» **Problem description**: Quote the full listing word for word.
══ Entries shown ══
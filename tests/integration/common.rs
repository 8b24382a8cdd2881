//! Shared fixtures

use async_trait::async_trait;
use harvest_engine::cache::{CacheStore, MemoryCache};
use harvest_engine::config::{parse_config, Config};
use harvest_engine::crawler::{FetchedPage, Fetcher, HttpFetcher, ItemError};
use harvest_engine::jobs::{JobServices, ManagerSettings, TaskManager};
use harvest_engine::notify::MemorySink;
use harvest_engine::source::ConfiguredSource;
use harvest_engine::storage::SqliteStore;
use std::sync::atomic::{AtomicUsize, Ordering};
use std::sync::Arc;
use std::time::Duration;
use tempfile::TempDir;
use wiremock::matchers::{method, path};
use wiremock::{Mock, MockServer, ResponseTemplate};

/// Builds a validated config whose `default` source lists `urls`
///
/// `extra` is appended verbatim, so tests can add `[jobs]` or further sources.
pub fn config(urls: &[String], db_path: &str, concurrency: u32, extra: &str) -> Config {
    let urls = urls
        .iter()
        .map(|u| format!("\"{}\"", u))
        .collect::<Vec<_>>()
        .join(", ");

    let toml = format!(
        r#"
[engine]
concurrency = {concurrency}
delay-min-ms = 0
delay-max-ms = 0
slow-after = 0
max-attempts = 3
backoff-base-ms = 5
backoff-ceiling-ms = 20
request-timeout-secs = 5

[jobs]
grace-period-ms = 100
{extra}

[user-agent]
crawler-name = "TestBot"
crawler-version = "1.0.0"
contact-url = "https://example.com/contact"

[output]
database-path = "{db_path}"

[[source]]
kind = "default"
urls = [{urls}]
identity = "path"
"#
    );

    parse_config(&toml, None).expect("test config must be valid")
}

/// Counts in-flight fetches around a real HTTP fetcher
pub struct GaugedFetcher {
    inner: HttpFetcher,
    current: AtomicUsize,
    peak: AtomicUsize,
}

impl GaugedFetcher {
    pub fn new(inner: HttpFetcher) -> Self {
        Self {
            inner,
            current: AtomicUsize::new(0),
            peak: AtomicUsize::new(0),
        }
    }

    pub fn peak(&self) -> usize {
        self.peak.load(Ordering::SeqCst)
    }
}

#[async_trait]
impl Fetcher for GaugedFetcher {
    async fn fetch(&self, url: &str) -> Result<FetchedPage, ItemError> {
        let now = self.current.fetch_add(1, Ordering::SeqCst) + 1;
        self.peak.fetch_max(now, Ordering::SeqCst);
        let result = self.inner.fetch(url).await;
        self.current.fetch_sub(1, Ordering::SeqCst);
        result
    }
}

pub struct Harness {
    pub manager: TaskManager,
    pub store: Arc<SqliteStore>,
    pub cache: Arc<MemoryCache>,
    pub sink: Arc<MemorySink>,
    pub fetcher: Arc<GaugedFetcher>,
    pub config: Config,
    _dir: TempDir,
}

/// Wires a task manager over `config` with a SQLite store in a temp dir
pub fn harness(build: impl FnOnce(&str) -> Config) -> Harness {
    let dir = tempfile::tempdir().expect("temp dir");
    let db_path = dir.path().join("harvest.db");
    let config = build(&db_path.to_string_lossy());

    let store = Arc::new(SqliteStore::new(&db_path).expect("open store"));
    let cache = Arc::new(MemoryCache::new(config.cache.capacity));
    let sink = Arc::new(MemorySink::new());
    let fetcher = Arc::new(GaugedFetcher::new(
        HttpFetcher::from_config(&config.engine, &config.user_agent).expect("http client"),
    ));

    let shared_cache: Arc<dyn CacheStore> = cache.clone();
    let source = ConfiguredSource::new(
        config.sources.clone(),
        fetcher.clone(),
        shared_cache.clone(),
        Duration::from_secs(config.cache.response_ttl_secs),
    );

    let services = JobServices {
        source: Arc::new(source),
        fetcher: fetcher.clone(),
        cache: shared_cache,
        store: store.clone(),
        notifier: sink.clone(),
    };

    Harness {
        manager: TaskManager::new(services, ManagerSettings::from_config(&config)),
        store,
        cache,
        sink,
        fetcher,
        config,
        _dir: dir,
    }
}

/// Mounts `count` item pages at `/item/N` and returns their URLs
pub async fn mount_items(server: &MockServer, count: usize, delay: Duration) -> Vec<String> {
    let mut urls = Vec::new();
    for i in 0..count {
        let route = format!("/item/{}", i);
        Mock::given(method("GET"))
            .and(path(route.as_str()))
            .respond_with(
                ResponseTemplate::new(200)
                    .set_body_raw(
                        format!("<html><head><title>Item {i}</title></head><body>item {i}</body></html>"),
                        "text/html",
                    )
                    .set_delay(delay),
            )
            .mount(server)
            .await;
        urls.push(format!("{}{}", server.uri(), route));
    }
    urls
}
═══
» **Task answer**:
filename tests/integration/common.rs
repository 8b24382a8cdd2881
//! Shared fixtures

use async_trait::async_trait;
use harvest_engine::cache::{CacheStore, MemoryCache};
use harvest_engine::config::{parse_config, Config};
use harvest_engine::crawler::{FetchedPage, Fetcher, HttpFetcher, ItemError};
use harvest_engine::jobs::{JobServices, ManagerSettings, TaskManager};
use harvest_engine::notify::MemorySink;
use harvest_engine::source::ConfiguredSource;
use harvest_engine::storage::SqliteStore;
use std::sync::atomic::{AtomicUsize, Ordering};
use std::sync::Arc;
use std::time::Duration;
use tempfile::TempDir;
use wiremock::matchers::{method, path};
use wiremock::{Mock, MockServer, ResponseTemplate};

/// Builds a validated config whose `default` source lists `urls`
///
/// `extra` is appended verbatim, so tests can add `[jobs]` or further sources.
pub fn config(urls: &[String], db_path: &str, concurrency: u32, extra: &str) -> Config {
    let urls = urls
        .iter()
        .map(|u| format!("\"{}\"", u))
        .collect::<Vec<_>>()
        .join(", ");

    let toml = format!(
        r#"
[engine]
concurrency = {concurrency}
delay-min-ms = 0
delay-max-ms = 0
slow-after = 0
max-attempts = 3
backoff-base-ms = 5
backoff-ceiling-ms = 20
request-timeout-secs = 5

[jobs]
grace-period-ms = 100
{extra}

[user-agent]
crawler-name = "TestBot"
crawler-version = "1.0.0"
contact-url = "https://example.com/contact"

[output]
database-path = "{db_path}"

[[source]]
kind = "default"
urls = [{urls}]
identity = "path"
"#
    );

    parse_config(&toml, None).expect("test config must be valid")
}

/// Counts in-flight fetches around a real HTTP fetcher
pub struct GaugedFetcher {
    inner: HttpFetcher,
    current: AtomicUsize,
    peak: AtomicUsize,
}

impl GaugedFetcher {
    pub fn new(inner: HttpFetcher) -> Self {
        Self {
            inner,
            current: AtomicUsize::new(0),
            peak: AtomicUsize::new(0),
        }
    }

    pub fn peak(&self) -> usize {
        self.peak.load(Ordering::SeqCst)
    }
}

#[async_trait]
impl Fetcher for GaugedFetcher {
    async fn fetch(&self, url: &str) -> Result<FetchedPage, ItemError> {
        let now = self.current.fetch_add(1, Ordering::SeqCst) + 1;
        self.peak.fetch_max(now, Ordering::SeqCst);
        let result = self.inner.fetch(url).await;
        self.current.fetch_sub(1, Ordering::SeqCst);
        result
    }
}

pub struct Harness {
    pub manager: TaskManager,
    pub store: Arc<SqliteStore>,
    pub cache: Arc<MemoryCache>,
    pub sink: Arc<MemorySink>,
    pub fetcher: Arc<GaugedFetcher>,
    pub config: Config,
    _dir: TempDir,
}

/// Wires a task manager over `config` with a SQLite store in a temp dir
pub fn harness(build: impl FnOnce(&str) -> Config) -> Harness {
    let dir = tempfile::tempdir().expect("temp dir");
    let db_path = dir.path().join("harvest.db");
    let config = build(&db_path.to_string_lossy());

    let store = Arc::new(SqliteStore::new(&db_path).expect("open store"));
    let cache = Arc::new(MemoryCache::new(config.cache.capacity));
    let sink = Arc::new(MemorySink::new());
    let fetcher = Arc::new(GaugedFetcher::new(
        HttpFetcher::from_config(&config.engine, &config.user_agent).expect("http client"),
    ));

    let shared_cache: Arc<dyn CacheStore> = cache.clone();
    let source = ConfiguredSource::new(
        config.sources.clone(),
        fetcher.clone(),
        shared_cache.clone(),
        Duration::from_secs(config.cache.response_ttl_secs),
    );

    let services = JobServices {
        source: Arc::new(source),
        fetcher: fetcher.clone(),
        cache: shared_cache,
        store: store.clone(),
        notifier: sink.clone(),
    };

    Harness {
        manager: TaskManager::new(services, ManagerSettings::from_config(&config)),
        store,
        cache,
        sink,
        fetcher,
        config,
        _dir: dir,
    }
}

/// Mounts `count` item pages at `/item/N` and returns their URLs
pub async fn mount_items(server: &MockServer, count: usize, delay: Duration) -> Vec<String> {
    let mut urls = Vec::new();
    for i in 0..count {
        let route = format!("/item/{}", i);
        Mock::given(method("GET"))
            .and(path(route.as_str()))
            .respond_with(
                ResponseTemplate::new(200)
                    .set_body_raw(
                        format!("<html><head><title>Item {i}</title></head><body>item {i}</body></html>"),
                        "text/html",
                    )
                    .set_delay(delay),
            )
            .mount(server)
            .await;
        urls.push(format!("{}{}", server.uri(), route));
    }
    urls
}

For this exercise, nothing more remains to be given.